Any time I progressed to another stage of life, I lost most people whom I used to relate with. The only thing I did not lose was the memories we shared. Memories I carry to this day. Though we may not be together anymore, I am glad we were together during those times that we were. I’m sure everyone has memories. Hopefully, some which are good and nostalgic. Memories that involved other people, because especially those involving other people are interesting. I think friends we have or had play a big part of who we are today. We are not really complete without them. Whether they gave a hand in dire times of need pulled us out of trouble or were just loyal and understanding.

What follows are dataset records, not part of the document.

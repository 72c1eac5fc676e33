//! Linear undo/redo log of committed strokes.

use super::stroke::Stroke;
use log::debug;

/// Committed strokes plus a visibility cursor.
///
/// `entries[..cursor]` are the visible strokes, in draw order. Anything past
/// the cursor has been undone and can be redone until the next commit, which
/// discards it for good. Always `cursor <= entries.len()`.
#[derive(Debug, Clone, Default)]
pub struct StrokeHistory {
    entries: Vec<Stroke>,
    cursor: usize,
}

impl StrokeHistory {
    /// Creates a history seeded with restored strokes, all of them visible.
    pub fn new(seed: Vec<Stroke>) -> Self {
        let cursor = seed.len();
        Self {
            entries: seed,
            cursor,
        }
    }

    /// Drops the redo tail and appends `stroke` as the newest visible entry.
    ///
    /// Empty strokes are accepted; they just never draw anything.
    pub fn commit(&mut self, stroke: Stroke) {
        let discarded = self.entries.len() - self.cursor;
        if discarded > 0 {
            debug!("Commit discards {discarded} redoable stroke(s)");
        }
        self.entries.truncate(self.cursor);
        self.entries.push(stroke);
        self.cursor = self.entries.len();
    }

    /// Hides the newest visible stroke. No-op when nothing is visible.
    ///
    /// Returns whether the cursor moved.
    pub fn undo(&mut self) -> bool {
        if self.cursor > 0 {
            self.cursor -= 1;
            true
        } else {
            false
        }
    }

    /// Restores the most recently undone stroke. No-op at the top.
    ///
    /// Returns whether the cursor moved.
    pub fn redo(&mut self) -> bool {
        if self.cursor < self.entries.len() {
            self.cursor += 1;
            true
        } else {
            false
        }
    }

    /// Strokes a full replay must draw, oldest first.
    pub fn visible(&self) -> &[Stroke] {
        &self.entries[..self.cursor]
    }

    pub fn cursor(&self) -> usize {
        self.cursor
    }

    /// Total retained strokes, including redoable ones.
    pub fn len(&self) -> usize {
        self.entries.len()
    }

    pub fn is_empty(&self) -> bool {
        self.entries.is_empty()
    }

    pub fn can_undo(&self) -> bool {
        self.cursor > 0
    }

    pub fn can_redo(&self) -> bool {
        self.cursor < self.entries.len()
    }
}
//! Color name lookup shared by the config layer and the CLI.

use crate::draw::{Color, color::*};

/// Maps color name strings to Color values.
///
/// # Supported Names (case-insensitive)
/// - "red", "green", "blue", "white", "black", "transparent"
pub fn name_to_color(name: &str) -> Option<Color> {
    match name.trim().to_lowercase().as_str() {
        "red" => Some(RED),
        "green" => Some(GREEN),
        "blue" => Some(BLUE),
        "white" => Some(WHITE),
        "black" => Some(BLACK),
        "transparent" | "none" => Some(TRANSPARENT),
        _ => None,
    }
}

Human existence isn’t quite complete without interaction some of which grows to friendship. Though our definitions of friendships may vary based on points of view, it doesn’t take away the fact that anyone needs a friend. Or to say quite simply has had a friend. We live in the moment. I do have friends right now, but like the others, I do not know if life intends that we be together during this time only, part later to leave only memories years down the line. Whatever the case, I am trying the best I can to live fully at this time so that when we part, if we will, I will have good fond memories. And the title friend never retiring.
To the friends I have now, I thank God for allowing us to meet. It is an honor to have had the chance to create memories with you. No doubt we all will remember them a long time if not forever. I thought I should write to previous friendships too. I frankly will run out of space if I decide to mention the names of friends I have had and the things we went through together. Notwithstanding, I do hold you dear. I do appreciate the times we have had. It was a matter of honor and I did have lots of fun. I honestly can’t find the right words to say but I really am deeply humbled for being accorded the privilege to have met, lived and known you when I did.
Join me in reminiscing and honoring the friendships we all have had in the past. However simply you may want to do that. I will do that by saying à votre santé.